## WORK ORDER
Look through the records and copy every line in which "Expired" appears.

═══ DATASET CONTENT ═══

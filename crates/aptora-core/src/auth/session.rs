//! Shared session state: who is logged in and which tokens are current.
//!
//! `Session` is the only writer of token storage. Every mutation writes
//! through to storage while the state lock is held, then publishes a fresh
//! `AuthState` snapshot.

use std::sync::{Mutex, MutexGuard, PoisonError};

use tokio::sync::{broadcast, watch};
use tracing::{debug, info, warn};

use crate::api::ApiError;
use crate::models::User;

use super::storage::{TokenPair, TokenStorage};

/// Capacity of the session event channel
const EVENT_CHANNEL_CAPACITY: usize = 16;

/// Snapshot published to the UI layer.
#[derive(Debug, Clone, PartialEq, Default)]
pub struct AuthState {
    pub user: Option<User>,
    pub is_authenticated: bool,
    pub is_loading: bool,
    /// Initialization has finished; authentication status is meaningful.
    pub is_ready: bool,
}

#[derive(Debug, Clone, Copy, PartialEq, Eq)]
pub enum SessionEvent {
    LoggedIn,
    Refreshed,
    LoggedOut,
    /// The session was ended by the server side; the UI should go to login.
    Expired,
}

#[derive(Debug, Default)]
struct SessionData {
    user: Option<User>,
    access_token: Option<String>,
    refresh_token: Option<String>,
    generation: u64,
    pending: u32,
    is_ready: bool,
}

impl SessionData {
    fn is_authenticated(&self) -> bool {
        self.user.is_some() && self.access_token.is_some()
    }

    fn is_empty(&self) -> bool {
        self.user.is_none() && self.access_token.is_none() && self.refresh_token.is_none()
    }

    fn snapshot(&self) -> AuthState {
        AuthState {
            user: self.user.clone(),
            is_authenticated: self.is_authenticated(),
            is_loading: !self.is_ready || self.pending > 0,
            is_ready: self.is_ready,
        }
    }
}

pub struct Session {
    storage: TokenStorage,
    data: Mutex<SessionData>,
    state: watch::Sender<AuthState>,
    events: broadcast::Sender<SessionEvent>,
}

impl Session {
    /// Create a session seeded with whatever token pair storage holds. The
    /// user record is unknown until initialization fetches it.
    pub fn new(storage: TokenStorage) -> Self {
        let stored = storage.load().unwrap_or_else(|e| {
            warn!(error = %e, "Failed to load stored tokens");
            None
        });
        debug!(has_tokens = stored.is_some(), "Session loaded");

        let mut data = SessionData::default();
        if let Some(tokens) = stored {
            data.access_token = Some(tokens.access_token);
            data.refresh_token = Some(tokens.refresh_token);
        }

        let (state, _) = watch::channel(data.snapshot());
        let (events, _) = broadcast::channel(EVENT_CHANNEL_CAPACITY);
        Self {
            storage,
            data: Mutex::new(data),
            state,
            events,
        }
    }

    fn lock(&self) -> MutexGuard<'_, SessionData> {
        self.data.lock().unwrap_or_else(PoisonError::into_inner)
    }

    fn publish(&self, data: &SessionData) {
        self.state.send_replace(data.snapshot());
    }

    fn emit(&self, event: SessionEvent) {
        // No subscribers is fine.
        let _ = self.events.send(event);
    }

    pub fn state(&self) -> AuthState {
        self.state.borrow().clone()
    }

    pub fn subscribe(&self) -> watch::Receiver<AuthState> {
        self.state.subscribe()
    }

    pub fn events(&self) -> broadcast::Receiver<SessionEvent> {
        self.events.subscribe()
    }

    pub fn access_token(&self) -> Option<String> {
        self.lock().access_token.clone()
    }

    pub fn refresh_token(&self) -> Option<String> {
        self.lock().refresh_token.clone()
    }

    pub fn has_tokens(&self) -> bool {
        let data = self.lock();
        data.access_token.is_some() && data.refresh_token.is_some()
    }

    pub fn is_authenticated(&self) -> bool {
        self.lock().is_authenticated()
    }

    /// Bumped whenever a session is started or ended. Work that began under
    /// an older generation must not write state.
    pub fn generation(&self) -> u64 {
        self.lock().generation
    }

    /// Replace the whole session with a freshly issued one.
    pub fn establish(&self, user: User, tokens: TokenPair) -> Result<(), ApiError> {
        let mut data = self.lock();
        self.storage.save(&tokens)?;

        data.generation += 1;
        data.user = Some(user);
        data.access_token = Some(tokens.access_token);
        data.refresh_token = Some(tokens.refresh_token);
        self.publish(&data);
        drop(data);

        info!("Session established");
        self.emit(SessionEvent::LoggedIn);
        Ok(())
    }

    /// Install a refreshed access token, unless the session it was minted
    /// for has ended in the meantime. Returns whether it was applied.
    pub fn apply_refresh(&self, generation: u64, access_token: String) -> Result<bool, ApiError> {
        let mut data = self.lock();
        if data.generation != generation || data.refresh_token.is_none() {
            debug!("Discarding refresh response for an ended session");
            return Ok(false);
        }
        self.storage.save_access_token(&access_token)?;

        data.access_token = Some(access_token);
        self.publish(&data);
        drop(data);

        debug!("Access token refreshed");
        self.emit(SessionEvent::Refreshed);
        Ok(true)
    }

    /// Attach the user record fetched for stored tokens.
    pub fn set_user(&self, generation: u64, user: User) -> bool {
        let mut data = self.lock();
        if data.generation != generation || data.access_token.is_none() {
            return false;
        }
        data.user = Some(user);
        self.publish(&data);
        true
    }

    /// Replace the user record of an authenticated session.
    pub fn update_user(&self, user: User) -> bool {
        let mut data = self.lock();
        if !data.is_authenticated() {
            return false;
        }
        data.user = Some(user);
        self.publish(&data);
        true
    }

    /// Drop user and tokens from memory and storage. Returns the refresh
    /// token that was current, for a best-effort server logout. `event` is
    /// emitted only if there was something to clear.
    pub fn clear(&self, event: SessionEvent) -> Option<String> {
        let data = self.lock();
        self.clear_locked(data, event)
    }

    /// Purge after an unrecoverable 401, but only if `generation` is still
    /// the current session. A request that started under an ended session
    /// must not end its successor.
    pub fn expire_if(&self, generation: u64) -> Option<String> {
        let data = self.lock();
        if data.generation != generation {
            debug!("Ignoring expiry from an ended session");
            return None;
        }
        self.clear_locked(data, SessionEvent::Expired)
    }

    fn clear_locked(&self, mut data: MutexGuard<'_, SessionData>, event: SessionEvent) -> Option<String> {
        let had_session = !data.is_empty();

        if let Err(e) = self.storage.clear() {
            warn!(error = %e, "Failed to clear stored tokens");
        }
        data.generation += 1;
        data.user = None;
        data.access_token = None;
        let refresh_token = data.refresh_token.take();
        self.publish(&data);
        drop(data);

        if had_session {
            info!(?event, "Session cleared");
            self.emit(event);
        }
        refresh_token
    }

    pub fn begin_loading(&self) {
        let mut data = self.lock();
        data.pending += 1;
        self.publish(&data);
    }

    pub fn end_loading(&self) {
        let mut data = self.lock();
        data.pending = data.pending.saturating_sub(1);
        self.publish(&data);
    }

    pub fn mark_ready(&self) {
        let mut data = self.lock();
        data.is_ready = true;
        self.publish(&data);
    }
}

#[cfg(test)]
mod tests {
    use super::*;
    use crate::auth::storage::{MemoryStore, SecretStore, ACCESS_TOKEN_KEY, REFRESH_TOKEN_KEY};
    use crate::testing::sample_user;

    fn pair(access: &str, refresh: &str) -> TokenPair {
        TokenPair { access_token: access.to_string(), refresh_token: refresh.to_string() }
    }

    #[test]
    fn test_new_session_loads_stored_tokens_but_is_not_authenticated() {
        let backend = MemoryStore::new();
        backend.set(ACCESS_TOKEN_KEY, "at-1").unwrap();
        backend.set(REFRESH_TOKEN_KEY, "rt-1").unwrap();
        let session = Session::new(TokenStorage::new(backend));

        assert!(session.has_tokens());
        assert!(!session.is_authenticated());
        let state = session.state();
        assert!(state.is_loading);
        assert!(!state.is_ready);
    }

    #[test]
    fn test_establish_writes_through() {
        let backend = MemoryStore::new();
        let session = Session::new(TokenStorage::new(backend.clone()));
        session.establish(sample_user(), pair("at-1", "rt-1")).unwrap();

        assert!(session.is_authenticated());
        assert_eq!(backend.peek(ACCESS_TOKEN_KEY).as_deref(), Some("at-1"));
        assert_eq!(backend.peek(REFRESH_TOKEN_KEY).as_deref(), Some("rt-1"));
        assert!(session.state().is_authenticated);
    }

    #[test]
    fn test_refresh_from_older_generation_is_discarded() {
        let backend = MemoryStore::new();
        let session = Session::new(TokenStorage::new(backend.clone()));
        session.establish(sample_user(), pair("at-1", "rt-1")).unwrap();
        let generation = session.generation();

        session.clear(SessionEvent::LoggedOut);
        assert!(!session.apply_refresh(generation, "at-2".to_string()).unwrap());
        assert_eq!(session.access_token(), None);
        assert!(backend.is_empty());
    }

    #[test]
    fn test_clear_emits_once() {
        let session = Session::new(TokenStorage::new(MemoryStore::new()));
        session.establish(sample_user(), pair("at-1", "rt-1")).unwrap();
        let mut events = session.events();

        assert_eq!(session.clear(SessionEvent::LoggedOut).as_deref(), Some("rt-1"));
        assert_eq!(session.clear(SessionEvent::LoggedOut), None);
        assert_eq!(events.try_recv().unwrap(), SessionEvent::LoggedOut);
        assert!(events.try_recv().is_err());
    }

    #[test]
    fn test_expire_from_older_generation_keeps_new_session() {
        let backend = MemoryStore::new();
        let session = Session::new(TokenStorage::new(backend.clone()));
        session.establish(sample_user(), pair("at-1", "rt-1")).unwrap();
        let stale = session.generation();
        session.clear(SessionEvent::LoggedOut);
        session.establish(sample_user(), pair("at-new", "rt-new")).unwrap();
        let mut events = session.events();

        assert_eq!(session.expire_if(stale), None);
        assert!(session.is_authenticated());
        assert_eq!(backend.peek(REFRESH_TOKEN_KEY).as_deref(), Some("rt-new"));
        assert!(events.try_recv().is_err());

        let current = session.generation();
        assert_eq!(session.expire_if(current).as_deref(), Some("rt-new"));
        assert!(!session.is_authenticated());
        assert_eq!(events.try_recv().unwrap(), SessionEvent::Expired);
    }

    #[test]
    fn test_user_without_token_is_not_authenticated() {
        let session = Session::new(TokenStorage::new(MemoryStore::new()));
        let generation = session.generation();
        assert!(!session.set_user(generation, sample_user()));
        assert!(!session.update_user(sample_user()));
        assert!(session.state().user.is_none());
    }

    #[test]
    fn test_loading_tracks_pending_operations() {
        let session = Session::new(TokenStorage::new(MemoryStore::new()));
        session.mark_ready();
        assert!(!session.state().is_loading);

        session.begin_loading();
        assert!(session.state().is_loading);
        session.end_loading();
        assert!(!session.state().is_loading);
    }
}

═══

## RESULT OF THE EXERCISE
    Expired,
        self.clear_locked(data, SessionEvent::Expired)
        assert_eq!(events.try_recv().unwrap(), SessionEvent::Expired);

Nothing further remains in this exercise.